Full discharge was an antidote to the so-called “memory effect” that old-generation batteries were experiencing, the capacity of which was reduced if you replenished their electricity before they were fully exhausted.
2nd Myth: Full Loads Ensure Longevity on Batteries
And this rule applies to NiCd and NiMH batteries, since in the case of lithium elements, the longer the time the energy level moves between 50% and 80%, so their “strength” will increase.
Therefore, unlike older batteries, where the ideal charge should start at 0% and reach 100%, the lithium batteries are the frequent and short charging times to keep as much as possible “half full” .
With the same logic, it is advisable to avoid leaving your gadget in the socket all night. The first reason is that, once the battery reaches 100%, for safety reasons the control circuits will disconnect the power from the socket, restoring it when the stored electricity drops by 2-3%. These microwave-discharging cycles negatively affect the battery life.
Although they do not reduce their duration vertically, they are shorter when they need to be replaced.
On the other hand, the longer the socket is, the higher the battery’s exposure to high temperatures, which are “unhealthy” for its performance.
This problem is even more pronounced when your gadget (for example, the mobile) is inside a case that traps the heat.
3rd Myth: Fully Charges New Devices Before First Use
Most devices are sold with charged batteries at a certain rate, just to be able to use them as soon as you remove them from the packaging.
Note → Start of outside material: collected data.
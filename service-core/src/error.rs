use axum::{
    Json,
    http::StatusCode,
    response::{IntoResponse, Response},
};
use serde::Serialize;
use thiserror::Error;

/// Message returned for any failure whose details must not leak to callers.
pub const GENERIC_ERROR_MESSAGE: &str = "Something went wrong!";

#[derive(Debug, Error)]
pub enum AppError {
    #[error("Bad request: {0}")]
    BadRequest(String),

    #[error("Not found: {0}")]
    NotFound(String),

    /// An upstream dependency failed; the message is already safe to show.
    #[error("Upstream error: {0}")]
    Upstream(String),

    #[error("Internal server error: {0}")]
    InternalError(#[from] anyhow::Error),

    #[error("Configuration error: {0}")]
    ConfigError(anyhow::Error),
}

impl From<config::ConfigError> for AppError {
    fn from(err: config::ConfigError) -> Self {
        AppError::ConfigError(anyhow::Error::new(err))
    }
}

impl From<std::io::Error> for AppError {
    fn from(err: std::io::Error) -> Self {
        AppError::InternalError(anyhow::Error::new(err))
    }
}

/// JSON envelope used for every failed request.
///
/// `answer` is always serialized as `null`.
#[derive(Debug, Serialize)]
pub struct ErrorEnvelope {
    pub error: String,
    pub answer: Option<String>,
}

impl ErrorEnvelope {
    pub fn new(error: impl Into<String>) -> Self {
        Self {
            error: error.into(),
            answer: None,
        }
    }
}

impl AppError {
    pub fn status_code(&self) -> StatusCode {
        match self {
            AppError::BadRequest(_) => StatusCode::BAD_REQUEST,
            AppError::NotFound(_) => StatusCode::NOT_FOUND,
            AppError::Upstream(_) | AppError::InternalError(_) | AppError::ConfigError(_) => {
                StatusCode::INTERNAL_SERVER_ERROR
            }
        }
    }
}

impl IntoResponse for AppError {
    fn into_response(self) -> Response {
        let status = self.status_code();

        let error_message = match self {
            AppError::BadRequest(msg) | AppError::NotFound(msg) | AppError::Upstream(msg) => msg,
            AppError::InternalError(err) => {
                tracing::error!(error = ?err, "Unhandled error");
                GENERIC_ERROR_MESSAGE.to_string()
            }
            AppError::ConfigError(err) => {
                tracing::error!(error = %err, "Configuration error");
                GENERIC_ERROR_MESSAGE.to_string()
            }
        };

        (status, Json(ErrorEnvelope::new(error_message))).into_response()
    }
}
use crate::dtos::HealthResponse;
use axum::Json;

/// Liveness check. Never touches the provider.
pub async fn health_check() -> Json<HealthResponse> {
    Json(HealthResponse::ok())
}
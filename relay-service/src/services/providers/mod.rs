//! Generative model provider abstraction.
//!
//! The relay talks to exactly one provider per process. The handle is built
//! at startup and shared read-only across requests as `Arc<dyn TextProvider>`.

pub mod gemini;
pub mod mock;

use crate::services::metrics::{record_provider_error, record_provider_latency, record_tokens};
use async_trait::async_trait;
use std::time::Instant;
use thiserror::Error;

/// Error type for provider operations.
#[derive(Error, Debug, Clone, PartialEq, Eq)]
pub enum ProviderError {
    #[error("Provider not configured: {0}")]
    NotConfigured(String),

    #[error("API error: {0}")]
    ApiError(String),

    #[error("Invalid request: {0}")]
    InvalidRequest(String),

    #[error("Rate limited: {0}")]
    RateLimited(String),

    #[error("Content filtered by safety settings: {0}")]
    ContentFiltered(String),

    #[error("Network error: {0}")]
    NetworkError(String),
}

/// User-facing category of a provider failure.
#[derive(Debug, Clone, Copy, PartialEq, Eq)]
pub enum ProviderErrorKind {
    Configuration,
    Quota,
    Safety,
    Generic,
}

impl ProviderErrorKind {
    /// Message shown to callers for this category.
    pub fn user_message(self) -> &'static str {
        match self {
            ProviderErrorKind::Configuration => {
                "API configuration error. Please check the server configuration."
            }
            ProviderErrorKind::Quota => "API quota exceeded. Please try again later.",
            ProviderErrorKind::Safety => {
                "Content filtered for safety. Please rephrase your question."
            }
            ProviderErrorKind::Generic => {
                "Sorry, I encountered an error while processing your request."
            }
        }
    }

    /// Metric label.
    pub fn as_str(self) -> &'static str {
        match self {
            ProviderErrorKind::Configuration => "configuration",
            ProviderErrorKind::Quota => "quota",
            ProviderErrorKind::Safety => "safety",
            ProviderErrorKind::Generic => "generic",
        }
    }
}

impl ProviderError {
    /// Classify the failure.
    ///
    /// Structured variants win; anything else is matched on the provider's
    /// message, checking credentials, then quota, then safety.
    pub fn kind(&self) -> ProviderErrorKind {
        match self {
            ProviderError::NotConfigured(_) => ProviderErrorKind::Configuration,
            ProviderError::RateLimited(_) => ProviderErrorKind::Quota,
            ProviderError::ContentFiltered(_) => ProviderErrorKind::Safety,
            ProviderError::ApiError(msg)
            | ProviderError::InvalidRequest(msg)
            | ProviderError::NetworkError(msg) => classify_message(msg),
        }
    }

    pub fn user_message(&self) -> &'static str {
        self.kind().user_message()
    }
}

fn classify_message(message: &str) -> ProviderErrorKind {
    if message.contains("API key") {
        ProviderErrorKind::Configuration
    } else if message.contains("quota") {
        ProviderErrorKind::Quota
    } else if message.contains("safety") {
        ProviderErrorKind::Safety
    } else {
        ProviderErrorKind::Generic
    }
}

/// Result of a provider call.
#[derive(Debug, Clone)]
pub struct ProviderResponse {
    /// Full generated text.
    pub text: String,

    /// Input tokens consumed.
    pub input_tokens: i32,

    /// Output tokens generated.
    pub output_tokens: i32,

    /// Finish reason.
    pub finish_reason: FinishReason,
}

/// Reason why generation stopped.
#[derive(Debug, Clone, Copy, PartialEq, Eq)]
pub enum FinishReason {
    Complete,
    Length,
    ContentFilter,
    Other,
}

/// Trait for text generation providers (e.g., Gemini).
#[async_trait]
pub trait TextProvider: Send + Sync {
    /// Send one prompt and wait for the complete response. No retries.
    async fn generate(&self, prompt: &str) -> Result<ProviderResponse, ProviderError>;

    /// Provider label for logs and metrics.
    fn name(&self) -> &'static str;

    /// Model identifier for logs and metrics.
    fn model(&self) -> &str;
}

/// Call the provider once, logging and recording latency, tokens and
/// failures.
pub async fn generate_observed(
    provider: &dyn TextProvider,
    prompt: &str,
) -> Result<ProviderResponse, ProviderError> {
    let start = Instant::now();
    let result = provider.generate(prompt).await;
    let elapsed = start.elapsed().as_secs_f64();

    record_provider_latency(provider.name(), provider.model(), elapsed);

    match &result {
        Ok(response) => {
            record_tokens(provider.model(), response.input_tokens, response.output_tokens);
            tracing::info!(
                provider = provider.name(),
                model = %provider.model(),
                input_tokens = response.input_tokens,
                output_tokens = response.output_tokens,
                finish_reason = ?response.finish_reason,
                elapsed_secs = elapsed,
                "Provider call completed"
            );
        }
        Err(e) => {
            let kind = e.kind();
            record_provider_error(provider.name(), kind.as_str());
            tracing::error!(
                provider = provider.name(),
                model = %provider.model(),
                error = %e,
                kind = kind.as_str(),
                elapsed_secs = elapsed,
                "Provider call failed"
            );
        }
    }

    result
}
Of course, if you follow this rule it will not adversely affect battery performance.
However, you will not benefit it at all.
This advice was about NiCd and NiMH batteries, which really needed initial charging.
Myth 4: Batteries Begin To “age” Once They Are Used
The performance of all batteries begins to decrease as they are built. In the case of lithium batteries, however, shelf life is quite large, which means that their capacity and supply tend to be degraded considerably with their use. The only requirement is to store them in mild temperatures and in low humidity environments.
Once you start using a battery, its lifetime depends on the full charge cycles, ie how many times it will replenish 100% of the stored electricity. One general rule is that it will lose 30% of its original capacity after 300-500 full charge cycles.
5th Myth: It Is Good To Store The Batteries In The Refrigerator
In fact, the refrigerator environment is unhealthy for all types of batteries, not just for lithium batteries, since extreme low temperatures degrade their performance.
At the same time, the high moisture inside the maintenance is likely to cause corrosion of the battery, resulting in its destruction.
It is no coincidence that battery manufacturers conserve their products in mild conditions, ie at normal room temperatures (from 20 ° C to 25 ° C) and in dry places.